> ABOUT THIS EXERCISE
Make an exact copy of every entry.

Collected data entries
☆ ☆ ☆ ☆
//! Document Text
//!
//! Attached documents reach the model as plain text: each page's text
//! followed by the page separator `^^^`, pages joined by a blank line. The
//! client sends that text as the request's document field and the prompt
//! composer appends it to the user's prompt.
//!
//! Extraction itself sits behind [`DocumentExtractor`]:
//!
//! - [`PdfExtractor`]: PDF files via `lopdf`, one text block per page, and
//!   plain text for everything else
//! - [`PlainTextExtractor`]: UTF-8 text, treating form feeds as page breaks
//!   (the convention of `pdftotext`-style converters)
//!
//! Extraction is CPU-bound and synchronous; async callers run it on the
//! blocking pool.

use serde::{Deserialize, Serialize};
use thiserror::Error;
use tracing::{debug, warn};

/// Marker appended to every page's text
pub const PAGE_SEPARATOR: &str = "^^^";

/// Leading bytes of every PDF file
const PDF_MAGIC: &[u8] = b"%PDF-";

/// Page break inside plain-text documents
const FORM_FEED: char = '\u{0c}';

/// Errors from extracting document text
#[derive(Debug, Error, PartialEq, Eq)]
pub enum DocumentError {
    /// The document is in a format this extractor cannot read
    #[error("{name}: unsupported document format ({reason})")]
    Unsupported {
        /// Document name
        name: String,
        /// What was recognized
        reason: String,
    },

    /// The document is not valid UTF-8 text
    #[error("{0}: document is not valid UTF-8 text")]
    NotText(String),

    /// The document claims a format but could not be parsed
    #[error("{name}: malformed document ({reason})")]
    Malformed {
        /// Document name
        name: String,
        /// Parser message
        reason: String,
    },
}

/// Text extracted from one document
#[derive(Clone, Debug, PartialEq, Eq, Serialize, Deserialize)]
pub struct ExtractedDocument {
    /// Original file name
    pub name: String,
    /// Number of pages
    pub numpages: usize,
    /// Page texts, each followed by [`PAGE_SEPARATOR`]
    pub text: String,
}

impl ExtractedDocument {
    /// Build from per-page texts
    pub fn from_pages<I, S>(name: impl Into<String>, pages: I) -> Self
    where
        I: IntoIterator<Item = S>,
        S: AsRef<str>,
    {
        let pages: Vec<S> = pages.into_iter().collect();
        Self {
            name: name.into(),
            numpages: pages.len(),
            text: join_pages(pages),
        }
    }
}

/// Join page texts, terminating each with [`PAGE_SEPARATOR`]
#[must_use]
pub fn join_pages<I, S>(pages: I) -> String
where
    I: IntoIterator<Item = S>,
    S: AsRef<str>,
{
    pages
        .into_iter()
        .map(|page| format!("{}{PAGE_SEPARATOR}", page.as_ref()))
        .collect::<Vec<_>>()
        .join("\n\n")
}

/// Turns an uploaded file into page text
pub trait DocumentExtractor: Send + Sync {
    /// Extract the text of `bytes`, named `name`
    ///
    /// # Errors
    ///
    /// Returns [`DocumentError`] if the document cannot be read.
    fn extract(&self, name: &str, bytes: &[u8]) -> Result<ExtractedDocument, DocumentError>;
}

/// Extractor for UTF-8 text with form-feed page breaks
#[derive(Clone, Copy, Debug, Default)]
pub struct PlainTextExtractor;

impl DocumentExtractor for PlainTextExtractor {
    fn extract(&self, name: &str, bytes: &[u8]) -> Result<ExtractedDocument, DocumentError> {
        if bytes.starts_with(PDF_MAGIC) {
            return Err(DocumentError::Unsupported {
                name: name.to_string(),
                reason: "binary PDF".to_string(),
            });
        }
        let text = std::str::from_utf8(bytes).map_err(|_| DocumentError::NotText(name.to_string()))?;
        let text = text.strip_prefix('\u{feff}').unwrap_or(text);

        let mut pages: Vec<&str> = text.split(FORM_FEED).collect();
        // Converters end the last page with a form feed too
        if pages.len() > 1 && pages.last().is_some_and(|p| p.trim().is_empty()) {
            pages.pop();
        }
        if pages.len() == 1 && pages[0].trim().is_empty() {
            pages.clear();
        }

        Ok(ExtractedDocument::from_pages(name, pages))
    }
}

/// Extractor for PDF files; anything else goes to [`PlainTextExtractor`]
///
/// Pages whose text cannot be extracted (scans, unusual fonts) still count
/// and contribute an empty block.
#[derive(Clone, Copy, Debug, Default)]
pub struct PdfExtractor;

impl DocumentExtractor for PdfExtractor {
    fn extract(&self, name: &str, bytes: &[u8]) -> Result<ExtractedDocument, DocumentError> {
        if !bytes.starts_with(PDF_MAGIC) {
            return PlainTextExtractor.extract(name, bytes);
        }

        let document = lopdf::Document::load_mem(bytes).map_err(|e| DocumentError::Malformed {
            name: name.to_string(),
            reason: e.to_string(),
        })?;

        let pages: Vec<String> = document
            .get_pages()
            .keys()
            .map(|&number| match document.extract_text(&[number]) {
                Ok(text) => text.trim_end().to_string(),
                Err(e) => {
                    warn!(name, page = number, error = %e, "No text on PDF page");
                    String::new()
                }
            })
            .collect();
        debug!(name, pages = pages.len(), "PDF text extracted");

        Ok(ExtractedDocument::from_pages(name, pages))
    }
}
☆ ☆ ☆ ☆
> SOLUTION TO THE EXERCISE
//! Document Text
//!
//! Attached documents reach the model as plain text: each page's text
//! followed by the page separator `^^^`, pages joined by a blank line. The
//! client sends that text as the request's document field and the prompt
//! composer appends it to the user's prompt.
//!
//! Extraction itself sits behind [`DocumentExtractor`]:
//!
//! - [`PdfExtractor`]: PDF files via `lopdf`, one text block per page, and
//!   plain text for everything else
//! - [`PlainTextExtractor`]: UTF-8 text, treating form feeds as page breaks
//!   (the convention of `pdftotext`-style converters)
//!
//! Extraction is CPU-bound and synchronous; async callers run it on the
//! blocking pool.

use serde::{Deserialize, Serialize};
use thiserror::Error;
use tracing::{debug, warn};

/// Marker appended to every page's text
pub const PAGE_SEPARATOR: &str = "^^^";

/// Leading bytes of every PDF file
const PDF_MAGIC: &[u8] = b"%PDF-";

/// Page break inside plain-text documents
const FORM_FEED: char = '\u{0c}';

/// Errors from extracting document text
#[derive(Debug, Error, PartialEq, Eq)]
pub enum DocumentError {
    /// The document is in a format this extractor cannot read
    #[error("{name}: unsupported document format ({reason})")]
    Unsupported {
        /// Document name
        name: String,
        /// What was recognized
        reason: String,
    },

    /// The document is not valid UTF-8 text
    #[error("{0}: document is not valid UTF-8 text")]
    NotText(String),

    /// The document claims a format but could not be parsed
    #[error("{name}: malformed document ({reason})")]
    Malformed {
        /// Document name
        name: String,
        /// Parser message
        reason: String,
    },
}

/// Text extracted from one document
#[derive(Clone, Debug, PartialEq, Eq, Serialize, Deserialize)]
pub struct ExtractedDocument {
    /// Original file name
    pub name: String,
    /// Number of pages
    pub numpages: usize,
    /// Page texts, each followed by [`PAGE_SEPARATOR`]
    pub text: String,
}

impl ExtractedDocument {
    /// Build from per-page texts
    pub fn from_pages<I, S>(name: impl Into<String>, pages: I) -> Self
    where
        I: IntoIterator<Item = S>,
        S: AsRef<str>,
    {
        let pages: Vec<S> = pages.into_iter().collect();
        Self {
            name: name.into(),
            numpages: pages.len(),
            text: join_pages(pages),
        }
    }
}

/// Join page texts, terminating each with [`PAGE_SEPARATOR`]
#[must_use]
pub fn join_pages<I, S>(pages: I) -> String
where
    I: IntoIterator<Item = S>,
    S: AsRef<str>,
{
    pages
        .into_iter()
        .map(|page| format!("{}{PAGE_SEPARATOR}", page.as_ref()))
        .collect::<Vec<_>>()
        .join("\n\n")
}

/// Turns an uploaded file into page text
pub trait DocumentExtractor: Send + Sync {
    /// Extract the text of `bytes`, named `name`
    ///
    /// # Errors
    ///
    /// Returns [`DocumentError`] if the document cannot be read.
    fn extract(&self, name: &str, bytes: &[u8]) -> Result<ExtractedDocument, DocumentError>;
}

/// Extractor for UTF-8 text with form-feed page breaks
#[derive(Clone, Copy, Debug, Default)]
pub struct PlainTextExtractor;

impl DocumentExtractor for PlainTextExtractor {
    fn extract(&self, name: &str, bytes: &[u8]) -> Result<ExtractedDocument, DocumentError> {
        if bytes.starts_with(PDF_MAGIC) {
            return Err(DocumentError::Unsupported {
                name: name.to_string(),
                reason: "binary PDF".to_string(),
            });
        }
        let text = std::str::from_utf8(bytes).map_err(|_| DocumentError::NotText(name.to_string()))?;
        let text = text.strip_prefix('\u{feff}').unwrap_or(text);

        let mut pages: Vec<&str> = text.split(FORM_FEED).collect();
        // Converters end the last page with a form feed too
        if pages.len() > 1 && pages.last().is_some_and(|p| p.trim().is_empty()) {
            pages.pop();
        }
        if pages.len() == 1 && pages[0].trim().is_empty() {
            pages.clear();
        }

        Ok(ExtractedDocument::from_pages(name, pages))
    }
}

/// Extractor for PDF files; anything else goes to [`PlainTextExtractor`]
///
/// Pages whose text cannot be extracted (scans, unusual fonts) still count
/// and contribute an empty block.
#[derive(Clone, Copy, Debug, Default)]
pub struct PdfExtractor;

impl DocumentExtractor for PdfExtractor {
    fn extract(&self, name: &str, bytes: &[u8]) -> Result<ExtractedDocument, DocumentError> {
        if !bytes.starts_with(PDF_MAGIC) {
            return PlainTextExtractor.extract(name, bytes);
        }

        let document = lopdf::Document::load_mem(bytes).map_err(|e| DocumentError::Malformed {
            name: name.to_string(),
            reason: e.to_string(),
        })?;

        let pages: Vec<String> = document
            .get_pages()
            .keys()
            .map(|&number| match document.extract_text(&[number]) {
                Ok(text) => text.trim_end().to_string(),
                Err(e) => {
                    warn!(name, page = number, error = %e, "No text on PDF page");
                    String::new()
                }
            })
            .collect();
        debug!(name, pages = pages.len(), "PDF text extracted");

        Ok(ExtractedDocument::from_pages(name, pages))
    }
}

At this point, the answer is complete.